→ Exercise requirements: The required output is every line from the beginning of the entries below through the line that includes "fn default() ->", copied exactly.

Collected data entries
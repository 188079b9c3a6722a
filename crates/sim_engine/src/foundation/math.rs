//! Math utilities and types
//!
//! Provides the vector and quaternion types used by the simulation core.

use serde::{Deserialize, Serialize};

pub use nalgebra::{Quaternion, Unit, UnitQuaternion, Vector2, Vector3};

/// 2D vector type
pub type Vec2 = Vector2<f32>;

/// 3D vector type
pub type Vec3 = Vector3<f32>;

/// Unit quaternion type for rotations
pub type Quat = UnitQuaternion<f32>;

/// Transform representing position, rotation, and scale
///
/// Owned exclusively by its game object and the single source of truth
/// for where the object is.
#[derive(Debug, Clone, PartialEq, Serialize, Deserialize)]
pub struct Transform {
    /// Position in 3D space
    pub position: Vec3,

    /// Rotation quaternion
    pub rotation: Quat,

    /// Scale factors
    pub scale: Vec3,
}

impl Default for Transform {
    fn default() -> Self {
        Self {
            position: Vec3::zeros(),
            rotation: Quat::identity(),
            scale: Vec3::new(1.0, 1.0, 1.0),
        }
    }
}

impl Transform {
    /// Create a new identity transform
    pub fn identity() -> Self {
        Self::default()
    }

    /// Create a transform with only position
    pub fn from_position(position: Vec3) -> Self {
        Self {
            position,
            ..Default::default()
        }
    }

    /// Create a transform with position and rotation
    pub fn from_position_rotation(position: Vec3, rotation: Quat) -> Self {
        Self {
            position,
            rotation,
            ..Default::default()
        }
    }

    /// Create a transform with position and scale
    pub fn from_position_scale(position: Vec3, scale: Vec3) -> Self {
        Self {
            position,
            scale,
            ..Default::default()
        }
    }

    /// Create a transform from all three parts
    pub fn new(position: Vec3, rotation: Quat, scale: Vec3) -> Self {
        Self {
            position,
            rotation,
            scale,
        }
    }

    /// Compose the rotation with a (possibly non-unit) delta quaternion.
    ///
    /// The product is renormalized; a degenerate product leaves the rotation unchanged.
    pub fn rotate_by(&mut self, delta: Quaternion<f32>) {
        let product = self.rotation.into_inner() * delta;
        if let Some(rotation) = Quat::try_new(product, f32::EPSILON) {
            self.rotation = rotation;
        }
    }
}

/// Math constants
pub mod constants {
    /// Magnitude at or below which a velocity is considered at rest
    pub const REST_THRESHOLD: f32 = 0.09;

    /// Divisor turning a tick interval into a per-tick position scale
    pub const TICK_SCALE_DIVISOR: f32 = 100.0;
}

/// Math utility functions
pub mod utils {
    use super::{Vec2, Vec3};

    /// Truncate a coordinate toward zero, the way the grid discretizes positions
    #[allow(clippy::cast_possible_truncation)]
    pub fn discretize(value: f32) -> i32 {
        value as i32
    }

    /// Lift a planar point into 3D at depth zero
    pub fn lift(point: Vec2) -> Vec3 {
        Vec3::new(point.x, point.y, 0.0)
    }

    /// Drop the depth component of a 3D point
    pub fn flatten(point: &Vec3) -> Vec2 {
        Vec2::new(point.x, point.y)
    }
}

#[cfg(test)]
mod tests {
    use super::*;
    use approx::assert_relative_eq;

    const EPSILON: f32 = 1e-6;

    #[test]
    fn test_transform_defaults() {
        let transform = Transform::from_position(Vec3::new(1.0, 2.0, 3.0));

        assert_eq!(transform.position, Vec3::new(1.0, 2.0, 3.0));
        assert_relative_eq!(transform.rotation, Quat::identity(), epsilon = EPSILON);
        assert_eq!(transform.scale, Vec3::new(1.0, 1.0, 1.0));
    }

    #[test]
    fn test_rotate_by_scaled_identity_keeps_rotation() {
        let mut transform = Transform::identity();
        transform.rotate_by(Quaternion::identity() * 0.2);

        assert_relative_eq!(transform.rotation, Quat::identity(), epsilon = EPSILON);
    }

    #[test]
    fn test_rotate_by_zero_is_ignored() {
        let rotation = Quat::from_axis_angle(&Vec3::z_axis(), 0.5);
        let mut transform = Transform::from_position_rotation(Vec3::zeros(), rotation);
        transform.rotate_by(Quaternion::new(0.0, 0.0, 0.0, 0.0));

        assert_relative_eq!(transform.rotation, rotation, epsilon = EPSILON);
    }

    #[test]
    fn test_discretize_truncates_toward_zero() {
        assert_eq!(utils::discretize(1.9), 1);
        assert_eq!(utils::discretize(-1.9), -1);
        assert_eq!(utils::discretize(0.0), 0);
    }
}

→ Solution:
repository 188079b9c3a6722a
filename crates/sim_engine/src/foundation/math.rs
//! Math utilities and types
//!
//! Provides the vector and quaternion types used by the simulation core.

use serde::{Deserialize, Serialize};

pub use nalgebra::{Quaternion, Unit, UnitQuaternion, Vector2, Vector3};

/// 2D vector type
pub type Vec2 = Vector2<f32>;

/// 3D vector type
pub type Vec3 = Vector3<f32>;

/// Unit quaternion type for rotations
pub type Quat = UnitQuaternion<f32>;

/// Transform representing position, rotation, and scale
///
/// Owned exclusively by its game object and the single source of truth
/// for where the object is.
#[derive(Debug, Clone, PartialEq, Serialize, Deserialize)]
pub struct Transform {
    /// Position in 3D space
    pub position: Vec3,

    /// Rotation quaternion
    pub rotation: Quat,

    /// Scale factors
    pub scale: Vec3,
}

impl Default for Transform {
    fn default() -> Self {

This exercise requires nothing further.